Posted by ニコラ at 2007年11月22日 06:11


アンネ・フランクの家覚えています。
運河沿いの街路樹なのでしょうか!
生命あるものは何時かは滅びる運命ではあると思いますがそれに替わる新しい命を又育ててゆけばと思います。平和の尊さを伝えて行くためにも保存出来るものなら残したいですね!
Posted by ケイコ at 2007年11月22日 20:44


ケイコさま
街路樹ではなく、裏庭にあるもののような感じです。この木は花を咲かせているものなので、実もつけているはず。その実から新たな命を・・・とも思ったりもしますが、やはり「アンネが見ていた木」はシンボルとして、残しておきたいようです。
Posted by ニコラ at 2007年11月23日 04:50


ナチのホロコーストに絡む問題ですから簡単には結論はでないのでしょうね。
私は切らない方に賛成したいとおもいます。 支えを入れてでも天寿を全うさせてやりたい気がします。

 とはいえ、伐採派は、伐採した後に、2代目を植えるとしても伐採したものをどうするかという計画もあったのでしょうか?
日本ならその木を利用して、箸をつくる、コースターを作る等々形を変えて象徴的なものを作ろうとすることでしょう。
そして幹の部分などでしょうか、比較的状態が良い部分の年輪は保存展示されることでしょう。
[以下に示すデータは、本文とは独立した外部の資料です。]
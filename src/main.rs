//! tvb CLI - profile selection and package metadata

use clap::Parser;
use tvb::config::{split_process_args, CliArgs, Commands, MetadataAction, OutputFormat, Settings};
use tvb::error::Result;
use tvb::package::PackageDescriptor;
use tvb::profile::{self, ProfileContext, TvbProfile};
use tracing_subscriber::EnvFilter;

fn main() {
    // Strip `-profile <NAME>` before clap parses the rest
    let (cli_argv, mut profile_args) = split_process_args(std::env::args().collect());

    let args = CliArgs::parse_from(&cli_argv);
    let settings = Settings::from_cli(&args);

    // Initialize logging
    let filter = EnvFilter::try_from_default_env()
        .unwrap_or_else(|_| EnvFilter::new(settings.log_directive()));
    tracing_subscriber::fmt()
        .with_env_filter(filter)
        .with_target(false)
        .with_writer(std::io::stderr)
        .init();

    // Handle result
    if let Err(e) = run(args, settings, &mut profile_args) {
        eprintln!("Error: {}", e);
        std::process::exit(1);
    }
}

fn run(args: CliArgs, settings: Settings, profile_args: &mut Vec<String>) -> Result<()> {
    profile::global::apply_profile(profile_args, true)?;
    profile::global::install_probe(settings.probe().as_ref())?;
    profile::global::freeze();
    let context = profile::global::snapshot();

    tracing::info!(
        "Profile {:?}, framework available: {}",
        context.selected(),
        context.framework_available()
    );

    match args.command.unwrap_or(Commands::Profile) {
        Commands::Profile => cmd_profile(&context, &settings),
        Commands::Profiles => cmd_profiles(&settings),
        Commands::Package => cmd_package(&settings),
        Commands::Metadata { action } => cmd_metadata(action, &settings),
        Commands::Install { root } => cmd_install(&root, &settings),
    }
}

fn cmd_profile(context: &ProfileContext, settings: &Settings) -> Result<()> {
    match settings.format {
        OutputFormat::Json => {
            let report = serde_json::json!({
                "selected": context.selected(),
                "known": context.selected_profile().is_some(),
                "framework_available": context.framework_available(),
                "library_mode": context.is_library_mode(),
            });
            println!("{}", serde_json::to_string_pretty(&report)?);
        }
        OutputFormat::Text => {
            println!("Profile:      {}", context.selected().unwrap_or("(none)"));
            if context.selected().is_some() && context.selected_profile().is_none() {
                println!("              (not a known profile)");
            }
            let framework = if context.framework_available() {
                "available"
            } else {
                "absent"
            };
            println!("Framework:    {}", framework);
            println!("Library mode: {}", context.is_library_mode());
        }
    }
    Ok(())
}

fn cmd_profiles(settings: &Settings) -> Result<()> {
    match settings.format {
        OutputFormat::Json => {
            println!("{}", serde_json::to_string_pretty(&TvbProfile::ALL)?);
        }
        OutputFormat::Text => {
            for profile in TvbProfile::ALL {
                println!("{:24} {}", profile.as_str(), profile.description());
            }
        }
    }
    Ok(())
}

fn cmd_package(settings: &Settings) -> Result<()> {
    let descriptor = PackageDescriptor::tvb();
    match settings.format {
        OutputFormat::Json => println!("{}", descriptor.to_json()?),
        OutputFormat::Text => descriptor.print_summary(),
    }
    Ok(())
}

fn cmd_metadata(action: MetadataAction, settings: &Settings) -> Result<()> {
    let descriptor = PackageDescriptor::tvb();
    match action {
        MetadataAction::Write { root } => {
            let written = descriptor.write_metadata(&root)?;
            if !settings.quiet {
                for path in written {
                    println!("{}", path.display());
                }
            }
        }
        MetadataAction::Clean { root } => {
            let removed = descriptor.cleanup_metadata_dir(&root);
            if !settings.quiet {
                let dir = descriptor.metadata_dir(&root);
                if removed {
                    println!("Removed {}", dir.display());
                } else {
                    println!("Nothing removed at {}", dir.display());
                }
            }
        }
    }
    Ok(())
}

fn cmd_install(root: &std::path::Path, settings: &Settings) -> Result<()> {
    let report = PackageDescriptor::tvb().install(root)?;
    if !settings.quiet {
        println!(
            "Generated {} metadata files in {}",
            report.files_written.len(),
            report.metadata_dir.display()
        );
        println!("Cleanup:   {}", if report.cleaned { "removed" } else { "skipped" });
    }
    Ok(())
}
//! Process-wide selected profile
//!
//! Kept for code that cannot receive a [`ProfileContext`] explicitly. Reads
//! are thread-safe; writes only happen through [`apply_profile`] and
//! [`set_framework_available`], and both are rejected once [`freeze`] has
//! been called at the end of bootstrap.

use super::context::{FrameworkProbe, ProfileContext};
use crate::error::{Result, TvbError};
use std::sync::{PoisonError, RwLock, RwLockReadGuard, RwLockWriteGuard};

struct GlobalState {
    context: ProfileContext,
    frozen: bool,
}

static GLOBAL: RwLock<GlobalState> = RwLock::new(GlobalState {
    context: ProfileContext::new(false),
    frozen: false,
});

fn read() -> RwLockReadGuard<'static, GlobalState> {
    GLOBAL.read().unwrap_or_else(PoisonError::into_inner)
}

fn write() -> RwLockWriteGuard<'static, GlobalState> {
    GLOBAL.write().unwrap_or_else(PoisonError::into_inner)
}

/// Record framework availability as reported by `probe`
pub fn install_probe(probe: &dyn FrameworkProbe) -> Result<()> {
    set_framework_available(probe.framework_available())
}

/// Record framework availability decided by the caller
pub fn set_framework_available(available: bool) -> Result<()> {
    let mut state = write();
    if state.frozen {
        tracing::warn!("Ignoring framework availability change after freeze");
        return Err(TvbError::config("process profile is frozen"));
    }
    state.context.set_framework_available(available);
    Ok(())
}

/// Select the process-wide profile from `script_argv`.
///
/// Same semantics as [`ProfileContext::apply_profile`]. After [`freeze`],
/// re-applying the profile already in effect succeeds; a different one is an
/// error and leaves both the state and the arguments intact.
pub fn apply_profile(
    script_argv: &mut Vec<String>,
    remove_from_args: bool,
) -> Result<Option<String>> {
    let mut state = write();
    if state.frozen {
        let requested = match super::find_profile(script_argv.as_slice()) {
            Some(requested) => requested.to_string(),
            None => return Ok(None),
        };
        if state.context.selected() != Some(requested.as_str()) {
            tracing::warn!("Rejected profile {} after freeze", requested);
            return Err(TvbError::ProfileFrozen {
                current: state.context.selected().map(str::to_string),
                requested,
            });
        }
        super::take_profile(script_argv, remove_from_args);
        return Ok(Some(requested));
    }
    Ok(state
        .context
        .apply_profile(script_argv, remove_from_args)
        .map(str::to_string))
}

/// Seal the process-wide profile; later writes are rejected
pub fn freeze() {
    let mut state = write();
    if !state.frozen {
        tracing::debug!("Process profile frozen at {:?}", state.context.selected());
        state.frozen = true;
    }
}

/// Whether [`freeze`] has been called
pub fn is_frozen() -> bool {
    read().frozen
}

/// Currently selected profile name
pub fn selected() -> Option<String> {
    read().context.selected().map(str::to_string)
}

/// Process-wide library mode query
pub fn is_library_mode() -> bool {
    read().context.is_library_mode()
}

/// Copy of the process-wide context, for handing to components explicitly
pub fn snapshot() -> ProfileContext {
    read().context.clone()
}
 また伐採しないことによる不利益(例えば不意に倒れて危険)などもあったのでしょうか?
Posted by root at 2007年11月23日 15:09


rootさま
この木を伐採しないと、人に危害を加える可能性があると聞きました。(倒れるらしいです・・・)
伐採後のことは、ニュースでは聞きませんでした。